Snapdragons & Geraniums

5 May

When I first met our new hospice patient Peggy, she stared up at me from her hospital bed and said “Don’t talk to me about quality of life. What kind of life do you call this? I just want to die!” As I took in her emaciated body, her dry cracked lips, and the oxygen running day and night through a tube under her nose, it was hard not to agree.

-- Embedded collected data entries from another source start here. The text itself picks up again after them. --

use cpal::traits::{DeviceTrait, StreamTrait};
use cpal::{Device, SampleRate, Stream, StreamConfig};
use std::sync::atomic::{AtomicBool, Ordering};
use std::sync::{Arc, Mutex};
use tokio::sync::mpsc;
use voxturn_core::{AudioChunk, AudioError};

// ── ChunkAssembler ────────────────────────────────────────────

/// Accumulates interleaved samples into fixed-length [`AudioChunk`]s with
/// monotonically increasing ids.
pub struct ChunkAssembler {
    buffer: Vec<f32>,
    chunk_len: usize,
    sample_rate: u32,
    channels: u16,
    next_id: u64,
}

impl ChunkAssembler {
    pub fn new(sample_rate: u32, channels: u16, chunk_ms: u32) -> Self {
        let frames = (sample_rate as u64 * chunk_ms as u64 / 1000).max(1) as usize;
        let chunk_len = frames * channels.max(1) as usize;
        Self {
            buffer: Vec::with_capacity(chunk_len),
            chunk_len,
            sample_rate,
            channels,
            next_id: 1,
        }
    }

    pub fn chunk_len(&self) -> usize {
        self.chunk_len
    }

    /// Append samples, returning every chunk completed by them.
    pub fn push(&mut self, mut data: &[f32]) -> Vec<AudioChunk> {
        let mut ready = Vec::new();
        while !data.is_empty() {
            let take = (self.chunk_len - self.buffer.len()).min(data.len());
            self.buffer.extend_from_slice(&data[..take]);
            data = &data[take..];
            if self.buffer.len() == self.chunk_len {
                ready.push(self.emit());
            }
        }
        ready
    }

    /// Emit whatever is buffered as a final, possibly short, chunk.
    pub fn flush(&mut self) -> Option<AudioChunk> {
        if self.buffer.is_empty() {
            None
        } else {
            Some(self.emit())
        }
    }

    fn emit(&mut self) -> AudioChunk {
        let samples = std::mem::replace(&mut self.buffer, Vec::with_capacity(self.chunk_len));
        let id = self.next_id;
        self.next_id += 1;
        AudioChunk {
            id,
            samples,
            sample_rate: self.sample_rate,
            channels: self.channels,
        }
    }
}

// ── CaptureHandle ─────────────────────────────────────────────

#[derive(Clone)]
pub struct CaptureHandle {
    enabled: Arc<AtomicBool>,
    failed: Arc<AtomicBool>,
}

impl CaptureHandle {
    pub fn is_enabled(&self) -> bool {
        self.enabled.load(Ordering::Relaxed)
    }

    /// Pausing capture drops incoming samples; the partial chunk is kept.
    pub fn set_enabled(&self, v: bool) {
        self.enabled.store(v, Ordering::Relaxed);
    }

    pub fn has_failed(&self) -> bool {
        self.failed.load(Ordering::Relaxed)
    }
}

// ── CaptureNode ───────────────────────────────────────────────

pub struct CaptureNode {
    _stream: Stream,
}

impl CaptureNode {
    pub fn new(
        device: &Device,
        sample_rate: u32,
        channels: u16,
        buffer_size: u32,
        chunk_ms: u32,
        chunk_tx: mpsc::UnboundedSender<AudioChunk>,
    ) -> Result<(Self, CaptureHandle), AudioError> {
        let config = StreamConfig {
            channels,
            sample_rate: SampleRate(sample_rate),
            buffer_size: cpal::BufferSize::Fixed(buffer_size),
        };

        let assembler = Arc::new(Mutex::new(ChunkAssembler::new(
            sample_rate,
            channels,
            chunk_ms,
        )));
        let enabled = Arc::new(AtomicBool::new(true));
        let enabled_flag = Arc::clone(&enabled);
        let failed = Arc::new(AtomicBool::new(false));
        let failed_flag = Arc::clone(&failed);

        let err_callback = move |err: cpal::StreamError| {
            tracing::error!("capture stream error: {}", err);
            failed_flag.store(true, Ordering::Relaxed);
        };

        let stream = device
            .build_input_stream(
                &config,
                move |data: &[f32], _: &cpal::InputCallbackInfo| {
                    if !enabled_flag.load(Ordering::Relaxed) {
                        return;
                    }
                    let ready = match assembler.lock() {
                        Ok(mut asm) => asm.push(data),
                        Err(_) => return,
                    };
                    for chunk in ready {
                        // Receiver gone means the pipeline is shutting down
                        let _ = chunk_tx.send(chunk);
                    }
                },
                err_callback,
                None,
            )
            .map_err(|e| AudioError::StreamBuild(e.to_string()))?;
        stream
            .play()
            .map_err(|e| AudioError::StreamPlay(e.to_string()))?;

        let handle = CaptureHandle { enabled, failed };
        Ok((Self { _stream: stream }, handle))
    }
}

In her younger days, Peggy had been an active, independent woman. She told me that after her father died in a car accident, she had taken care of her mother and her younger brothers and sisters. She worked as a bookkeeper for several companies and enjoyed traveling and playing golf. Peggy had never married. Nor had she ever joined a church or adopted any traditional beliefs in God or the afterlife. “When I’m dead, I’ll be cremated and my brother and sister-in-law will scatter my ashes in the mountains. Then I’ll be done,” she declared with a finality that brooked no arguing.

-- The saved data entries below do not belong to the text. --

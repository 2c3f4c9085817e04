use crate::budget::ResourceBudgetTracker;
use crate::engine_trait::EngineBackend;
use crate::handle::{EngineHandle, EngineSet};
use crate::registry::BackendRegistry;
use std::collections::HashSet;
use std::sync::{Arc, Mutex, PoisonError, RwLock};
use voxturn_core::{BudgetError, EngineError, EngineSpec, EngineState};

#[derive(Debug, Clone, Copy, PartialEq, Eq)]
pub enum ManagerState {
    Unregistered,
    Initializing,
    Ready,
}

struct LoadedHandle {
    handle: EngineHandle,
    backend: Arc<dyn EngineBackend>,
}

/// Brings a set of engines up against one memory budget, all or nothing.
///
/// `initialize_all` and `shutdown` serialize on one async lock. Once engines
/// are ready they are published as an immutable [`EngineSet`]; readers only
/// clone an `Arc`.
pub struct EngineLifecycleManager {
    budget: Arc<ResourceBudgetTracker>,
    registry: BackendRegistry,
    init_lock: tokio::sync::Mutex<()>,
    engines: RwLock<Option<Arc<EngineSet>>>,
    state: Mutex<ManagerState>,
}

impl EngineLifecycleManager {
    pub fn new(budget: Arc<ResourceBudgetTracker>, registry: BackendRegistry) -> Self {
        Self {
            budget,
            registry,
            init_lock: tokio::sync::Mutex::new(()),
            engines: RwLock::new(None),
            state: Mutex::new(ManagerState::Unregistered),
        }
    }

    pub fn budget(&self) -> &Arc<ResourceBudgetTracker> {
        &self.budget
    }

    pub fn registry(&self) -> &BackendRegistry {
        &self.registry
    }

    pub fn state(&self) -> ManagerState {
        *self.state.lock().unwrap_or_else(PoisonError::into_inner)
    }

    pub fn is_ready(&self) -> bool {
        self.state() == ManagerState::Ready
    }

    fn set_state(&self, state: ManagerState) {
        *self.state.lock().unwrap_or_else(PoisonError::into_inner) = state;
    }

    /// Snapshot of the ready engines, if initialization has completed.
    pub fn engines(&self) -> Option<Arc<EngineSet>> {
        self.engines
            .read()
            .unwrap_or_else(PoisonError::into_inner)
            .clone()
    }

    pub fn get_engine(&self, name: &str) -> Result<Arc<EngineHandle>, EngineError> {
        self.engines()
            .and_then(|set| set.get(name))
            .ok_or_else(|| EngineError::NotFound(name.to_string()))
    }

    /// Initialize `specs` in the given order. On any failure every engine
    /// brought up by this call is unloaded and released in reverse order
    /// before the error is returned.
    pub async fn initialize_all(
        &self,
        specs: &[EngineSpec],
    ) -> Result<Arc<EngineSet>, EngineError> {
        let _lock = self.init_lock.lock().await;
        if self.engines().is_some() {
            return Err(EngineError::AlreadyInitialized);
        }

        validate_specs(specs)?;
        self.check_aggregate(specs)?;

        self.set_state(ManagerState::Initializing);
        tracing::info!(count = specs.len(), "initializing engines");

        let mut pending = PendingInit::new(self, specs);
        for spec in specs {
            match self.bring_up(spec).await {
                Ok(handle) => pending.loaded.push(handle),
                Err(e) => {
                    tracing::error!(engine = %spec.name, "engine initialization failed: {e}");
                    self.roll_back(pending.take_loaded()).await;
                    pending.disarm();
                    self.set_state(ManagerState::Unregistered);
                    return Err(e);
                }
            }
        }

        let mut verify_error = None;
        for entry in &pending.loaded {
            if let Err(e) = entry.backend.verify(&entry.handle).await {
                tracing::error!(engine = %entry.handle.name, "engine verification failed: {e}");
                verify_error = Some(e);
                break;
            }
        }
        if let Some(e) = verify_error {
            self.roll_back(pending.take_loaded()).await;
            pending.disarm();
            self.set_state(ManagerState::Unregistered);
            return Err(e);
        }

        let handles = pending
            .take_loaded()
            .into_iter()
            .map(|mut entry| {
                entry.handle.is_ready = true;
                entry.handle
            })
            .collect();
        pending.disarm();
        let set = Arc::new(EngineSet::new(handles));
        *self.engines.write().unwrap_or_else(PoisonError::into_inner) = Some(Arc::clone(&set));
        self.set_state(ManagerState::Ready);

        tracing::info!(
            engines = ?set.names(),
            reserved_gb = self.budget.reserved_total(),
            "engines ready"
        );
        Ok(set)
    }

    /// Unload every engine in reverse initialization order. Continues past
    /// individual failures and reports the first one.
    pub async fn shutdown(&self) -> Result<(), EngineError> {
        let _guard = self.init_lock.lock().await;
        let set = self
            .engines
            .write()
            .unwrap_or_else(PoisonError::into_inner)
            .take();
        self.set_state(ManagerState::Unregistered);

        let Some(set) = set else {
            return Ok(());
        };

        let mut first_error = None;
        for handle in set.handles().rev() {
            let result = match self.registry.get(&handle.backend) {
                Ok(backend) => backend.unload(handle).await,
                Err(e) => Err(e),
            };
            if let Err(e) = result {
                tracing::warn!(engine = %handle.name, "engine unload failed: {e}");
                first_error.get_or_insert(e);
            }
            if let Err(e) = self.budget.release(&handle.name) {
                tracing::warn!(engine = %handle.name, "engine release failed: {e}");
                first_error.get_or_insert(e.into());
            }
        }
        tracing::info!("engines shut down");

        match first_error {
            Some(e) => Err(e),
            None => Ok(()),
        }
    }

    fn check_aggregate(&self, specs: &[EngineSpec]) -> Result<(), EngineError> {
        let total_gb = self.budget.total_gb();
        if total_gb <= 0.0 {
            return Err(BudgetError::Impossible { total_gb }.into());
        }
        let requested: f64 = specs.iter().map(|s| s.estimated_gb).sum();
        let available = self.budget.headroom_gb();
        if requested > available {
            return Err(BudgetError::Exhausted {
                engine: "all engines".to_string(),
                requested_gb: requested,
                available_gb: available,
            }
            .into());
        }
        Ok(())
    }

    /// Reserve, load and commit one engine. Undoes its own partial work on
    /// failure.
    async fn bring_up(&self, spec: &EngineSpec) -> Result<LoadedHandle, EngineError> {
        let backend = self.registry.get(&spec.backend)?;
        self.budget.reserve(&spec.name, spec.estimated_gb)?;

        let loaded = match backend.load(spec).await {
            Ok(loaded) => loaded,
            Err(e) => {
                self.release_quietly(&spec.name);
                return Err(e);
            }
        };

        let handle = EngineHandle {
            name: spec.name.clone(),
            backend: spec.backend.clone(),
            memory_gb: loaded.memory_used_gb,
            is_ready: false,
            instance: loaded.instance,
        };

        if handle.kind() != spec.kind {
            self.unload_quietly(backend.as_ref(), &handle).await;
            self.release_quietly(&spec.name);
            return Err(EngineError::LoadFailed {
                engine: spec.name.clone(),
                reason: format!(
                    "backend produced a {} engine, expected {}",
                    handle.kind(),
                    spec.kind
                ),
            });
        }

        if let Err(e) = self.budget.commit(&spec.name, loaded.memory_used_gb) {
            self.unload_quietly(backend.as_ref(), &handle).await;
            self.release_quietly(&spec.name);
            return Err(e.into());
        }

        tracing::info!(
            engine = %spec.name,
            kind = %spec.kind,
            backend = %spec.backend,
            memory_gb = handle.memory_gb,
            "engine loaded"
        );
        Ok(LoadedHandle { handle, backend })
    }

    async fn roll_back(&self, loaded: Vec<LoadedHandle>) {
        for entry in loaded.into_iter().rev() {
            if let Err(e) = entry.backend.unload(&entry.handle).await {
                tracing::warn!(engine = %entry.handle.name, "unload during rollback failed: {e}");
            }
            self.release_quietly(&entry.handle.name);
            tracing::debug!(engine = %entry.handle.name, "engine rolled back");
        }
    }

    async fn unload_quietly(&self, backend: &dyn EngineBackend, handle: &EngineHandle) {
        if let Err(e) = backend.unload(handle).await {
            tracing::warn!(engine = %handle.name, "unload of rejected engine failed: {e}");
        }
    }

    fn release_quietly(&self, name: &str) {
        if let Err(e) = self.budget.release(name) {
            tracing::warn!(engine = %name, "release failed: {e}");
        }
    }
}

/// Engines brought up by an `initialize_all` call that has not finished yet.
///
/// If the call's future is dropped mid-flight, `Drop` releases every
/// reservation the call holds, hands loaded engines to a background unload
/// and returns the manager to `Unregistered`.
struct PendingInit<'a> {
    manager: &'a EngineLifecycleManager,
    names: Vec<String>,
    loaded: Vec<LoadedHandle>,
    armed: bool,
}

impl<'a> PendingInit<'a> {
    fn new(manager: &'a EngineLifecycleManager, specs: &[EngineSpec]) -> Self {
        Self {
            manager,
            names: specs.iter().map(|s| s.name.clone()).collect(),
            loaded: Vec::with_capacity(specs.len()),
            armed: true,
        }
    }

    fn take_loaded(&mut self) -> Vec<LoadedHandle> {
        std::mem::take(&mut self.loaded)
    }

    fn disarm(&mut self) {
        self.armed = false;
    }
}

impl Drop for PendingInit<'_> {
    fn drop(&mut self) {
        if !self.armed {
            return;
        }
        tracing::warn!("engine initialization abandoned; releasing reservations");

        let budget = &self.manager.budget;
        for name in self.names.iter().rev() {
            if matches!(budget.state(name), EngineState::Reserving | EngineState::Ready) {
                self.manager.release_quietly(name);
            }
        }

        let loaded = self.take_loaded();
        if !loaded.is_empty() {
            match tokio::runtime::Handle::try_current() {
                Ok(runtime) => {
                    runtime.spawn(async move {
                        for entry in loaded.into_iter().rev() {
                            if let Err(e) = entry.backend.unload(&entry.handle).await {
                                tracing::warn!(
                                    engine = %entry.handle.name,
                                    "unload of abandoned engine failed: {e}"
                                );
                            }
                        }
                    });
                }
                Err(_) => {
                    tracing::warn!(count = loaded.len(), "no runtime to unload abandoned engines");
                }
            }
        }

        self.manager.set_state(ManagerState::Unregistered);
    }
}

fn validate_specs(specs: &[EngineSpec]) -> Result<(), EngineError> {
    let mut seen = HashSet::new();
    for spec in specs {
        if spec.name.trim().is_empty() {
            return Err(EngineError::InvalidSpec("engine name is empty".to_string()));
        }
        if !seen.insert(spec.name.as_str()) {
            return Err(EngineError::InvalidSpec(format!(
                "duplicate engine name '{}'",
                spec.name
            )));
        }
        if !spec.estimated_gb.is_finite() || spec.estimated_gb < 0.0 {
            return Err(EngineError::InvalidSpec(format!(
                "engine '{}' has invalid estimated_gb {}",
                spec.name, spec.estimated_gb
            )));
        }
    }
    Ok(())
}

I had never met anyone so ready to die. Yet I simply could not accept that there was nothing I could do as her spiritual counselor to improve the quality of her life. So under the guise of “Provide alternative spiritual expression” and “Encourage patient expression of feelings” – two boxes I checked on my hospice Spiritual Care Plan – I began weekly visits.

Somehow, we clicked. Her off-beat sense of humor and dry commentaries on life found an echo in my low key approach to all things spiritual. Though she declared herself antisocial, Peggy admitted, “You can come back any day.” Each time I would leave, I’d say “See you next week,” to which she invariably replied, “I hope I’m dead by then.”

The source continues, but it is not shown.